Many Christian people believe that the law He has propounded on the subject was that divorce could be granted for adultery. Many other Christians believe that that exception in the Scriptures about adultery does not authorize the granting of a divorce, even for that cause. The latter view is that held by the Roman Catholics; the former is the view held by the other Christians who also take their law from the Scriptures, because of their reading of the Scriptures.
But for a great many years there has been the tendency in many countries to disregard that as the fundamental law, and to provide for divorces for causes other than adultery.
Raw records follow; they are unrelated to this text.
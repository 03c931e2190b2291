//! Object log sink (C3): a MinIO-compatible S3 bucket that containers'
//! stdout/stderr logs are uploaded to after a job finishes.
//!
//! Grounded on the original implementation's `backend/storage` package
//! (`Init`/`CreateBucket`/`UploadLogsToMinIO`), rebuilt on `aws-sdk-s3`
//! pointed at a MinIO endpoint rather than the `minio-go` SDK — the same
//! substitution the example manifests make when talking to MinIO from
//! Rust.

pub mod error;

use aws_sdk_s3::config::Credentials;
use aws_sdk_s3::primitives::ByteStream;
use aws_sdk_s3::Client;

pub use error::{StorageError, StorageResult};

/// Handle to the configured bucket logs are uploaded into.
pub struct LogSink {
    client: Client,
    bucket: String,
}

impl LogSink {
    /// Build a client pointed at a MinIO endpoint and ensure the
    /// configured bucket exists, creating it if necessary (§4.3: "Init
    /// creates the configured bucket if it does not exist").
    pub async fn init(
        endpoint: &str,
        access_key: &str,
        secret_key: &str,
        bucket: &str,
    ) -> StorageResult<Self> {
        let credentials = Credentials::new(access_key, secret_key, None, None, "buildit-storage");
        let config = aws_sdk_s3::config::Builder::new()
            .endpoint_url(endpoint)
            .credentials_provider(credentials)
            .region(aws_sdk_s3::config::Region::new("us-east-1"))
            .force_path_style(true)
            .behavior_version(aws_sdk_s3::config::BehaviorVersion::latest())
            .build();
        let client = Client::from_conf(config);

        let sink = Self {
            client,
            bucket: bucket.to_string(),
        };
        sink.ensure_bucket().await?;
        Ok(sink)
    }

    async fn ensure_bucket(&self) -> StorageResult<()> {
        let exists = self
            .client
            .head_bucket()
            .bucket(&self.bucket)
            .send()
            .await
            .is_ok();
        if exists {
            tracing::info!(bucket = %self.bucket, "bucket already exists");
            return Ok(());
        }

        match self.client.create_bucket().bucket(&self.bucket).send().await {
            Ok(_) => {
                tracing::info!(bucket = %self.bucket, "bucket created");
                Ok(())
            }
            Err(err) => {
                if err
                    .as_service_error()
                    .map(|e| e.is_bucket_already_owned_by_you() || e.is_bucket_already_exists())
                    .unwrap_or(false)
                {
                    Ok(())
                } else {
                    Err(StorageError::BucketInit {
                        bucket: self.bucket.clone(),
                        source: Box::new(err),
                    })
                }
            }
        }
    }

    /// Upload `bytes` to `object_name` in the configured bucket with
    /// `text/plain` content type. Idempotent under the same object name
    /// (last write wins), matching §4.3.
    pub async fn upload_logs(&self, object_name: &str, bytes: Vec<u8>) -> StorageResult<()> {
        self.client
            .put_object()
            .bucket(&self.bucket)
            .key(object_name)
            .content_type("text/plain")
            .body(ByteStream::from(bytes))
            .send()
            .await
            .map_err(|err| StorageError::Upload {
                bucket: self.bucket.clone(),
                object: object_name.to_string(),
                source: Box::new(err),
            })?;
        Ok(())
    }

    /// The object key a container's logs are stored under (§6.5):
    /// `containers/<containerId>`.
    pub fn object_name_for_container(container_id: &str) -> String {
        format!("containers/{container_id}")
    }
}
I do not wish to discuss the merits or demerits of the case; but there is one province in which there is no right to a divorce under any condition-because of a positive statutory enactment existing prior to confederation, and confirmed by the British North America Act, which constitutes the law of that province until it is otherwise dealt with by the proper authority, which, in this instance, would be this parliament, and which denies absolutely that there can be any divorce or any dissolution of marriage otherwise than by the natural death of one of the parties. This bill has nothing to do with what some might consider advisable and others consider inadvisable, namely, to establish divorce as an institution where under certain conditions parties in the
Exchequer Court Act

province of Quebec would be entitled as of right to obtain a judgment of divorce. That matter is not intended to be dealt with at all by this bill.
The only other point with which I wish to deal is the suggestion that there have been serious delays in the handing down of judgments in the exchequer court. Only one case has been brought to my attention. That was some time in January. I inquired about it and found that the hon. justice required, for the purpose of his judgment, a transcription of the evidence which had been taken; the stenographer had been prevented from transcribing his notes, and the judge was waiting for them. This information was transmitted to the litigant who had complained of the delay. He wrote again about a fortnight ago, and I made a further inquiry and found that just a week before I made the further inquiry the transcription of the evidence had been filed and that the judge hoped to be able to dispose of the case within a very short time afterwards. I have no doubt that there are cases in that court, as there are cases in all courts, where judgments are reserved for a period which seems unduly long not only to the litigants but to the lawyers who represent the litigants. I practised at the bar too long not to have found that to arise all too frequently, I thought, but I have not heard any serious complaint of undue delay in the exchequer court.